The bet
Untether AI emerged from the University of Toronto's chip-research community in 2018, founded by Martin Snelgrove, Darrick Wiebe, and Raymond Chik. The central thesis was architectural: conventional AI accelerators waste most of their power and time shuttling data between memory and compute. Untether's "at-memory compute" design embedded processing elements directly alongside SRAM cells, attacking data movement at its root.
The startup came out of stealth in April 2019 with a $13M Series A led by Intel Capital — early validation from the world's largest chipmaker — with Toronto AI specialist Radical Ventures also participating. It set up in Toronto's growing AI district and began a multi-year silicon program.
The build
In late 2019 Untether named technology veteran Arun Iyengar CEO, professionalizing the leadership as chip development ramped. The company recruited aggressively across chip design, compilers, and systems software, eventually peaking near 151 employees.
In July 2021 it closed a $125M Series B — one of the largest Canadian deep-tech rounds of the year — led by Tracker Capital and co-led by Intel Capital, with CPPIB and Radical Ventures joining. The round funded the tape-out of its flagship silicon and the imAIgine SDK, the software layer meant to give developers an automated path from trained networks to Untether hardware. Lifetime capital reached roughly $152M.
The high-water mark
Untether shipped the speedAI240 Preview and then the speedAI240 Slim — a 75W PCIe card it billed as the world's most energy-efficient inference accelerator. The MLPerf numbers backed the claim: more than 3x the energy efficiency of rivals in the Datacenter Closed Power category, ~6x in Edge, and record-low single-stream latency. In raw throughput the Preview posted the highest single-PCIe-card result in its class.

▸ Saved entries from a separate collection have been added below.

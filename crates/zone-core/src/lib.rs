// # zone-core
//
// Core library turning declarative DNS records into zone change batches.
//
// ## Architecture Overview
//
// - **KeySource / ZoneContext**: Resolve the zone identifiers once, at construction
// - **Record Converter**: Pure mapping from a declarative record to a provider record set
// - **ZoneService**: Trait for submitting change batches to a provider
// - **ZoneClient**: Wraps one record into a CREATE or DELETE batch and submits it
//
// ## Design Principles
//
// 1. **Injected configuration**: No implicit reads of global state
// 2. **Narrow provider seam**: The core only needs `submit_change_batch`
// 3. **Caller decides**: No diffing, retry, or backoff in the core
// 4. **Errors pass through**: Provider failures reach the caller unmodified

pub mod client;
pub mod config;
pub mod convert;
pub mod error;
pub mod record;
pub mod traits;

// Re-export core types for convenience
pub use client::ZoneClient;
pub use config::{EnvOrFileSource, KeySource, ZoneContext, lookup_optional, require};
pub use convert::{AliasTarget, ProviderRecordSet, RecordBinding, DEFAULT_TTL, to_record_set};
pub use error::{Error, LookupError, ProviderError, ProviderErrorKind, Result};
pub use record::{DeclarativeRecord, RecordType};
pub use traits::{Change, ChangeAction, ChangeInfo, ZoneService};
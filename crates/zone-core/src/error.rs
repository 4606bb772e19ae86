//! Error types for zone record changes
//!
//! [`Error`] is what callers of the core see. [`LookupError`] comes out of a
//! [`KeySource`](crate::config::KeySource) and [`ProviderError`] out of a
//! [`ZoneService`](crate::traits::ZoneService); both are carried inside
//! [`Error`] without being rewritten.

use std::fmt;
use thiserror::Error;

/// Result type alias for zone operations
pub type Result<T> = std::result::Result<T, Error>;

/// Core error type
#[derive(Error, Debug)]
pub enum Error {
    /// A required configuration value could not be resolved
    #[error("{what} not found ({key}): {source}")]
    ConfigurationMissing {
        /// The configuration key that was looked up
        key: &'static str,
        /// Human readable name of the value
        what: &'static str,
        /// Why the lookup failed
        #[source]
        source: LookupError,
    },

    /// A declarative record does not satisfy its invariants
    #[error("Invalid record: {0}")]
    InvalidRecord(String),

    /// The zone service rejected or failed the change batch
    #[error(transparent)]
    Provider(#[from] ProviderError),
}

impl Error {
    /// Create an invalid record error
    pub fn invalid_record(msg: impl Into<String>) -> Self {
        Self::InvalidRecord(msg.into())
    }

    /// The provider error, if this is one
    pub fn as_provider(&self) -> Option<&ProviderError> {
        match self {
            Self::Provider(err) => Some(err),
            _ => None,
        }
    }

    /// The missing configuration key, if this is a configuration error
    pub fn missing_key(&self) -> Option<&'static str> {
        match self {
            Self::ConfigurationMissing { key, .. } => Some(key),
            _ => None,
        }
    }
}

/// Failure of a single key lookup
#[derive(Error, Debug)]
pub enum LookupError {
    /// Neither the environment nor the secrets directory holds the key
    #[error("no value for {key}")]
    NotFound {
        /// The key that was looked up
        key: String,
    },

    /// A secret file exists but could not be read
    #[error("unable to read {key}: {source}")]
    Unreadable {
        /// The key that was looked up
        key: String,
        /// The underlying I/O failure
        #[source]
        source: std::io::Error,
    },
}

impl LookupError {
    /// Create a "not found" lookup error
    pub fn not_found(key: impl Into<String>) -> Self {
        Self::NotFound { key: key.into() }
    }
}

/// Classification of a zone service failure
#[derive(Debug, Clone, Copy, PartialEq, Eq)]
pub enum ProviderErrorKind {
    /// Credentials rejected or insufficient permissions
    Authentication,
    /// The provider throttled the request
    RateLimited,
    /// Another change for the zone is still in flight
    Conflict,
    /// Zone or record does not exist
    NotFound,
    /// The provider refused the change batch itself
    InvalidChangeBatch,
    /// The request never produced a response
    Transport,
    /// The provider failed internally
    Server,
    /// Anything else
    Other,
}

impl fmt::Display for ProviderErrorKind {
    fn fmt(&self, f: &mut fmt::Formatter<'_>) -> fmt::Result {
        let name = match self {
            Self::Authentication => "authentication",
            Self::RateLimited => "rate limited",
            Self::Conflict => "conflict",
            Self::NotFound => "not found",
            Self::InvalidChangeBatch => "invalid change batch",
            Self::Transport => "transport",
            Self::Server => "server",
            Self::Other => "other",
        };
        f.write_str(name)
    }
}

/// Error raised by a zone service
///
/// The core never rewrites this value; what a [`ZoneService`](crate::traits::ZoneService)
/// returns is what the caller of `create`/`delete` receives.
#[derive(Error, Debug, Clone, PartialEq, Eq)]
#[error("Provider error ({provider}, {kind}): {message}")]
pub struct ProviderError {
    /// Provider name
    pub provider: String,
    /// Failure classification
    pub kind: ProviderErrorKind,
    /// Provider specific error code, when the provider sent one
    pub code: Option<String>,
    /// Error message
    pub message: String,
}

impl ProviderError {
    /// Create a provider error without a provider code
    pub fn new(
        provider: impl Into<String>,
        kind: ProviderErrorKind,
        message: impl Into<String>,
    ) -> Self {
        Self {
            provider: provider.into(),
            kind,
            code: None,
            message: message.into(),
        }
    }

    /// Attach the provider's own error code
    pub fn with_code(mut self, code: impl Into<String>) -> Self {
        self.code = Some(code.into());
        self
    }
}

#[cfg(test)]
mod tests {
    use super::*;

    #[test]
    fn configuration_missing_names_the_key() {
        let err = Error::ConfigurationMissing {
            key: "AWS_ZONE_ID",
            what: "Zone ID",
            source: LookupError::not_found("AWS_ZONE_ID"),
        };

        assert_eq!(err.missing_key(), Some("AWS_ZONE_ID"));
        let msg = err.to_string();
        assert!(msg.contains("Zone ID"));
        assert!(msg.contains("AWS_ZONE_ID"));
    }

    #[test]
    fn provider_error_is_transparent() {
        let raised = ProviderError::new("route53", ProviderErrorKind::NotFound, "no such record")
            .with_code("InvalidChangeBatch");
        let err = Error::from(raised.clone());

        assert_eq!(err.to_string(), raised.to_string());
        assert_eq!(err.as_provider(), Some(&raised));
        assert_eq!(err.missing_key(), None);
    }
}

In September 2023 Untether recruited Intel corporate VP Chris Walker as president; he became CEO in January 2024, signalling a commercial push toward generative-AI and enterprise LLM use cases. But the optimism papered over a deepening structural mismatch.
The wall
Untether's architecture was purpose-built for the inference that defined AI before late 2022: convolutional networks, image classification, object detection — workloads where weights fit on-chip and memory bandwidth is the bottleneck. The at-memory design was superb for that. Large language models are a different beast: they demand enormous off-chip capacity, high-bandwidth memory, and strong chip-to-chip interconnects for multi-chip scaling. The speedAI family had none of those at scale.
When ChatGPT reoriented the whole industry toward generative AI, Untether held a chip that excelled at benchmarks customers had stopped prioritizing. Computer-vision inference — autonomous vehicles, edge cameras, industrial inspection — remained real, but not the fast-moving market drawing hyperscaler budgets. The company tried to re-narrate toward LLMs, but the silicon could not follow. Nvidia's CUDA moat deepened and AMD's HBM-dense MI300X took the LLM-inference market Untether aspired to. A capital raise in early 2025 failed.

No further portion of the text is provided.